In this study, the initial disease symptoms were yellowish-brown spots on leaves that gradually expanded into irregular circular spots with brown centers and greenish-yellow halos surrounding the spots. The spot diameters ranged from 5–10 mm. These small spots connected into larger spots and eventually the entire leaf turned yellow and necrotic. Plants with severe disease also experienced death of all their aboveground parts (Figs. 1A and 1B).

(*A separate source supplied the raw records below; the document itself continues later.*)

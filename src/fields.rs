//!
//! Null safe extraction of typed values from generic JSON payloads.
//!
//! Jira and Tempo return records where almost any field may be absent or
//! `null`. Extraction therefore never fails for missing input; only a
//! non-null value of the wrong shape is an error, and only for date/time
//! fields, which have no safe default.
use chrono::{DateTime, FixedOffset};
use serde_json::Value;

use crate::{JiraError, Result};

/// Pattern of the native Jira REST API, ISO-8601 with an optional
/// fractional part, e.g. `2024-02-01T10:00:00.000+0000`.
pub const JIRA_DATETIME_FORMAT: &str = "%Y-%m-%dT%H:%M:%S%.f%z";

/// Tempo's millisecond precision pattern, e.g. `2016-07-04T09:35:03.000+0000`.
pub const TEMPO_DATETIME_FORMAT: &str = "%Y-%m-%dT%H:%M:%S%.3f%z";

/// String form of a scalar, `None` for null, absent and non-scalar input.
#[must_use]
pub fn get_string(value: Option<&Value>) -> Option<String> {
    match value {
        Some(Value::String(s)) => Some(s.clone()),
        Some(Value::Number(n)) => Some(n.to_string()),
        Some(Value::Bool(b)) => Some(b.to_string()),
        _ => None,
    }
}

/// Integer form of a numeric scalar.
///
/// Returns `0` for null, absent and non-numeric input, so callers cannot
/// tell "explicitly zero" from "missing". Kept for compatibility with the
/// historical consumers of these payloads; use [`get_integer_opt`] where
/// the distinction matters.
#[must_use]
pub fn get_integer(value: Option<&Value>) -> i64 {
    get_integer_opt(value).unwrap_or(0)
}

/// Integer form of a numeric scalar, `None` for null, absent and
/// non-numeric input.
#[must_use]
pub fn get_integer_opt(value: Option<&Value>) -> Option<i64> {
    value.and_then(Value::as_i64)
}

/// Parses a date/time string with the given pattern.
///
/// Null and absent input yield `Ok(None)`. A non-null string that does not
/// match the pattern is an error; there is no fallback value.
pub fn get_datetime(value: Option<&Value>, format: &str) -> Result<Option<DateTime<FixedOffset>>> {
    match value {
        Some(Value::String(s)) => DateTime::parse_from_str(s, format)
            .map(Some)
            .map_err(|source| JiraError::DateParse {
                value: s.clone(),
                source,
            }),
        _ => Ok(None),
    }
}

/// Constructs a nested resource from a JSON object via `construct`.
///
/// Anything other than an object yields `None`; there is no partial
/// construction from scalar or array input.
pub fn get_resource<T, F>(value: Option<&Value>, construct: F) -> Result<Option<T>>
where
    F: FnOnce(&Value) -> Result<T>,
{
    match value {
        Some(v @ Value::Object(_)) => construct(v).map(Some),
        _ => Ok(None),
    }
}

/// Maps each element of a JSON array through the single resource
/// constructor, preserving order. Null and absent input yield an empty
/// vector.
pub fn get_resource_array<T, F>(value: Option<&Value>, construct: F) -> Result<Vec<T>>
where
    F: Fn(&Value) -> Result<T>,
{
    match value {
        Some(Value::Array(elements)) => elements.iter().map(construct).collect(),
        _ => Ok(Vec::new()),
    }
}
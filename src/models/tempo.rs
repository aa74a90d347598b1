//!
//! Work logs as reported by the Tempo timesheet plugin.
use std::fmt::{self, Formatter};

use chrono::{DateTime, FixedOffset, Utc};
use serde_json::Value;

use super::core::{same_resource, Author};
use crate::{config::RestConfig, fields, models::WorklogResource, Result};

/// A work log entry fetched from
/// `/rest/tempo-timesheets/{rev}/issue/{key}/worklog` or from the
/// `worklogs/` collection.
///
/// Two notions of equality exist and must not be conflated: `==` is
/// identity on the `self` URL, [`TempoWorklog::is_duplicate`] is content
/// based and exists to reconcile records across endpoints.
#[derive(Debug, Clone)]
pub struct TempoWorklog {
    pub self_url: Option<String>,
    pub id: Option<i64>,
    pub time_spent_seconds: i64,
    pub date_started: Option<DateTime<FixedOffset>>,
    pub comment: Option<String>,
    pub author: Option<Author>,
    /// Issue back reference: present in the payload but not mapped.
    pub issue: Option<String>,
    pub summary: Option<String>,
}

impl WorklogResource for TempoWorklog {
    const DATETIME_FORMAT: &'static str = fields::TEMPO_DATETIME_FORMAT;

    fn family_base(config: &RestConfig) -> String {
        config.tempo_base()
    }

    fn format_started(started: DateTime<Utc>) -> String {
        started.format("%Y-%m-%dT%H:%M:%S%.3f%z").to_string()
    }

    fn from_json(value: &Value) -> Result<Self> {
        Ok(TempoWorklog {
            time_spent_seconds: fields::get_integer(value.get("timeSpentSeconds")),
            date_started: fields::get_datetime(value.get("dateStarted"), Self::DATETIME_FORMAT)?,
            comment: fields::get_string(value.get("comment")),
            self_url: fields::get_string(value.get("self")),
            id: fields::get_integer_opt(value.get("id")),
            author: fields::get_resource(value.get("author"), Author::from_json)?,
            issue: None,
            summary: fields::get_string(value.get("summary")),
        })
    }

    fn to_display_string(&self) -> String {
        format!(
            "worklog{{author: {:?}, timeSpentSeconds: {}, dateStarted: {:?}, comment: {:?}, id: {:?}, summary: {:?}, self: {:?}}}",
            self.author.as_ref().map(Author::to_display_string),
            self.time_spent_seconds,
            self.date_started,
            self.comment,
            self.id,
            self.summary,
            self.self_url
        )
    }
}

impl TempoWorklog {
    /// Content based comparison used to detect that two records describe
    /// the same underlying time entry.
    ///
    /// Records fetched from the native and the Tempo endpoint never share
    /// a `self` URL, so identity comparison cannot spot the overlap; this
    /// compares the describing fields instead: `time_spent_seconds` must
    /// match exactly and every other field must be safely equal — both
    /// missing, or both present and equal.
    #[must_use]
    pub fn is_duplicate(&self, other: &TempoWorklog) -> bool {
        self.time_spent_seconds == other.time_spent_seconds
            && safe_eq(&self.date_started, &other.date_started)
            && safe_eq(&self.comment, &other.comment)
            && safe_eq(&self.summary, &other.summary)
            && safe_eq(&self.author, &other.author)
    }
}

// Both missing, or both present and equal.
fn safe_eq<T: PartialEq>(a: &Option<T>, b: &Option<T>) -> bool {
    match (a, b) {
        (Some(a), Some(b)) => a == b,
        (None, None) => true,
        _ => false,
    }
}

/// Prints the canonical identity, the `self` URL.
impl fmt::Display for TempoWorklog {
    fn fmt(&self, f: &mut Formatter<'_>) -> fmt::Result {
        write!(f, "{}", self.self_url.as_deref().unwrap_or_default())
    }
}

impl PartialEq for TempoWorklog {
    fn eq(&self, other: &Self) -> bool {
        same_resource(self.self_url.as_deref(), other.self_url.as_deref())
    }
}

#[cfg(test)]
mod tests {
    use super::*;
    use chrono::TimeZone;
    use serde_json::json;

    fn payload(self_url: &str) -> Value {
        json!({
            "self": self_url,
            "id": 42,
            "timeSpentSeconds": 3600,
            "dateStarted": "2016-07-04T09:35:03.000+0000",
            "comment": "fixed bug",
            "author": {
                "self": "http://jira/rest/api/3/user?username=alice",
                "name": "alice",
                "displayName": "Alice A",
                "avatar": "http://jira/avatar/alice.png"
            },
            "summary": "The issue summary"
        })
    }

    fn worklog(self_url: &str) -> TempoWorklog {
        TempoWorklog::from_json(&payload(self_url)).unwrap()
    }

    #[test]
    fn deserialises_a_full_payload() {
        let worklog = worklog("http://jira/rest/tempo-timesheets/3/worklogs/42");
        assert_eq!(worklog.id, Some(42));
        assert_eq!(worklog.time_spent_seconds, 3600);
        assert_eq!(
            worklog.date_started.unwrap(),
            Utc.with_ymd_and_hms(2016, 7, 4, 9, 35, 3).unwrap()
        );
        assert_eq!(worklog.summary.as_deref(), Some("The issue summary"));
        assert!(worklog.issue.is_none());
        assert_eq!(worklog.author.unwrap().name.as_deref(), Some("alice"));
    }

    #[test]
    fn duplicate_detection_is_symmetric() {
        let a = worklog("http://jira/rest/tempo-timesheets/3/worklogs/42");
        let mut b = worklog("http://jira/rest/api/3/issue/10002/worklog/10101");
        assert_eq!(a.is_duplicate(&b), b.is_duplicate(&a));

        b.comment = Some("something else".to_string());
        assert_eq!(a.is_duplicate(&b), b.is_duplicate(&a));
        assert!(!a.is_duplicate(&b));
    }

    #[test]
    fn a_fully_populated_worklog_duplicates_itself() {
        let a = worklog("http://jira/rest/tempo-timesheets/3/worklogs/42");
        assert!(a.is_duplicate(&a));
    }

    #[test]
    fn identity_and_content_equality_disagree_across_sources() {
        let tempo_sourced = worklog("http://jira/rest/tempo-timesheets/3/worklogs/42");
        let native_sourced = worklog("http://jira/rest/api/3/issue/10002/worklog/10101");

        assert!(tempo_sourced != native_sourced);
        assert!(tempo_sourced.is_duplicate(&native_sourced));

        let same_record = worklog("http://jira/rest/tempo-timesheets/3/worklogs/42");
        assert!(tempo_sourced == same_record);
    }

    #[test]
    fn missing_fields_must_be_missing_on_both_sides() {
        let a = worklog("http://jira/rest/tempo-timesheets/3/worklogs/42");
        let mut b = worklog("http://jira/rest/tempo-timesheets/3/worklogs/43");
        b.summary = None;
        assert!(!a.is_duplicate(&b));

        let mut c = a.clone();
        c.summary = None;
        assert!(c.is_duplicate(&b));
    }

    #[test]
    fn authors_without_identity_block_duplicate_detection() {
        let mut a = worklog("http://jira/rest/tempo-timesheets/3/worklogs/42");
        let mut b = worklog("http://jira/rest/api/3/issue/10002/worklog/10101");
        if let Some(author) = a.author.as_mut() {
            author.self_url = None;
        }
        if let Some(author) = b.author.as_mut() {
            author.self_url = None;
        }
        // Present on both sides but without identity, so never safely equal.
        assert!(!a.is_duplicate(&b));

        a.author = None;
        b.author = None;
        assert!(a.is_duplicate(&b));
    }

    #[test]
    fn a_missing_self_url_is_never_identical() {
        let mut a = worklog("http://jira/rest/tempo-timesheets/3/worklogs/42");
        a.self_url = None;
        assert!(a != a.clone());
    }
}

Morphological characteristics of fungal isolates

A total of 15 fungal isolates were obtained from all diseased plant samples, 11 of them showed the same morphology and showed strong pathongenicity on the leaves of P. ternata in vitro. Among the other four fungi, two were Fusarium sp. and two were Penicillium sp. The pathogenicity of two different Fusarium isolates were very weak and the other two Penicillium isolates were also not pathogenic and were generally considered as miscellaneous fungi (Table S1). One strain from the 11 pathogenic isolates were selected and named as AG-3 for further study. The isolate AG-3 colonies grew on PDA for 7 days with a diameter of 60–75 mm at 28 °C. The colonies were regular, white to light gray in color, and had concentric rings seven days after culture. The color further deepened and the surface became gray black and the back became greenish-brown at 15 days (Figs. 2A and 2B). Conidia and chlamydospores formed after two weeks of growth and many small protuberances appeared on the surface of the colony. The conidia were hyaline and oval 4.6 to 8.7 × 1.2 to 2.4 µm (6.62 ± 1.24 × 1.87 ± 0.35, n = 30) in size, and most of them had diaphragms and contained small oil drops (Fig. 2C). Chlamydospores were unicellular, spherical to ellipsoid, 6.3 to 15 × 6 to 11 µm (11.52 ± 3.48 × 8.95 ± 1.64, n = 10) in size, and either single or 4–13 to a chain (Fig. 2D). Based on our morphological observations, the causal fungus was identified as Stagonosporopsis cucurbitacearum (Nuangmek, Aiduang & Suwannarach, 2018; Stewart, Turner & Brewer, 2015).

Molecular identification

The ITS and LSU sequences of isolate AG-3 were uploaded to the GenBank database (accession numbers MZ227385 and MZ227377). BLAST results showed that all of the rDNA-ITS and LSU gene sequences of strain AG-3 showed 99% identity with the existing S. cucurbitacearum sequences in GenBank (JN618358.1, MK519412.1). Moreover, a phylogenetic tree of the ITS gene sequences of AG-3 constructed using the NJ method in MEGA7 software (Zhang, Qian & Zheng, 2019) revealed that AG-3 was closest to S. cucurbitacearum (Fig. 3). Based on morphological and molecular identification, the fungus was determined to be S. cucurbitacearum.

Pathogenicity tests

For the pathogenicity test, three healthy, one-month-old P. ternata plants were infected with a 5 × 5 mm mycelial cake of AG-3. The other three control plants were treated with sterile PDA disks. The treatment group and the control group were placed in a culture room (25 ± 2 °C, relative humidity 85%). One week later, spot blight symptoms had developed on the pathogen-inoculated group, while no disease symptoms were observed in the control group (Fig. 1C). Two weeks later, the leaves of the infected plants had turned yellow and the plants died (Fig. 1D). Koch’s postulates were fulfilled by recovering pathogens from the inoculated plants that were reconfirmed as S. cucurbitacearum through molecular identification.